>>

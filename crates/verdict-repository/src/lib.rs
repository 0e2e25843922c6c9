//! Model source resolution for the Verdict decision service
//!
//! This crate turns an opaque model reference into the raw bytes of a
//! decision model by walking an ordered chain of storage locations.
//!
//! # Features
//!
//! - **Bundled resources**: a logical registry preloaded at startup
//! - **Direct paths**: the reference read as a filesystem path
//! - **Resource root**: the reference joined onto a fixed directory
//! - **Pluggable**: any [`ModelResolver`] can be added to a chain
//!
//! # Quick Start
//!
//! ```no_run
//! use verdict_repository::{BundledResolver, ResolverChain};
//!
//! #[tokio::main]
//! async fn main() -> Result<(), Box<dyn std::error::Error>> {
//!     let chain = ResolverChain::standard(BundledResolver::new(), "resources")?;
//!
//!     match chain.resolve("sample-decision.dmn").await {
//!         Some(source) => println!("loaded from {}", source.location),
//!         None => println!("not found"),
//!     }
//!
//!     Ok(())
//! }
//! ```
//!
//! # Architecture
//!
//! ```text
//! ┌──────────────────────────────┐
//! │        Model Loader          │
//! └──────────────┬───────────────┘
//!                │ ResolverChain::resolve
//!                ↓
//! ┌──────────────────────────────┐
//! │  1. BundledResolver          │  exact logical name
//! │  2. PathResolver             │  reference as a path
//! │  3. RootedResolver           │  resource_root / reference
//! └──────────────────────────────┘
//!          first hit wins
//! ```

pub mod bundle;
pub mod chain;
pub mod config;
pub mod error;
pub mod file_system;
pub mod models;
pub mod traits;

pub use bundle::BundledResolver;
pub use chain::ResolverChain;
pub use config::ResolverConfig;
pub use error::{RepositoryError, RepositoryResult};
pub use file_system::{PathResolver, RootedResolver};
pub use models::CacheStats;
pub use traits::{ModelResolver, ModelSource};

<<

* [Aim of the exercise] From the line containing "a fixed directory" down to the last line of the data above, copy every line exactly; leave out all other lines.

* [Reply]
//! - **Resource root**: the reference joined onto a fixed directory
//! - **Pluggable**: any [`ModelResolver`] can be added to a chain
//!
//! # Quick Start
//!
//! ```no_run
//! use verdict_repository::{BundledResolver, ResolverChain};
//!
//! #[tokio::main]
//! async fn main() -> Result<(), Box<dyn std::error::Error>> {
//!     let chain = ResolverChain::standard(BundledResolver::new(), "resources")?;
//!
//!     match chain.resolve("sample-decision.dmn").await {
//!         Some(source) => println!("loaded from {}", source.location),
//!         None => println!("not found"),
//!     }
//!
//!     Ok(())
//! }
//! ```
//!
//! # Architecture
//!
//! ```text
//! ┌──────────────────────────────┐
//! │        Model Loader          │
//! └──────────────┬───────────────┘
//!                │ ResolverChain::resolve
//!                ↓
//! ┌──────────────────────────────┐
//! │  1. BundledResolver          │  exact logical name
//! │  2. PathResolver             │  reference as a path
//! │  3. RootedResolver           │  resource_root / reference
//! └──────────────────────────────┘
//!          first hit wins
//! ```

pub mod bundle;
pub mod chain;
pub mod config;
pub mod error;
pub mod file_system;
pub mod models;
pub mod traits;

pub use bundle::BundledResolver;
pub use chain::ResolverChain;
pub use config::ResolverConfig;
pub use error::{RepositoryError, RepositoryResult};
pub use file_system::{PathResolver, RootedResolver};
pub use models::CacheStats;
pub use traits::{ModelResolver, ModelSource};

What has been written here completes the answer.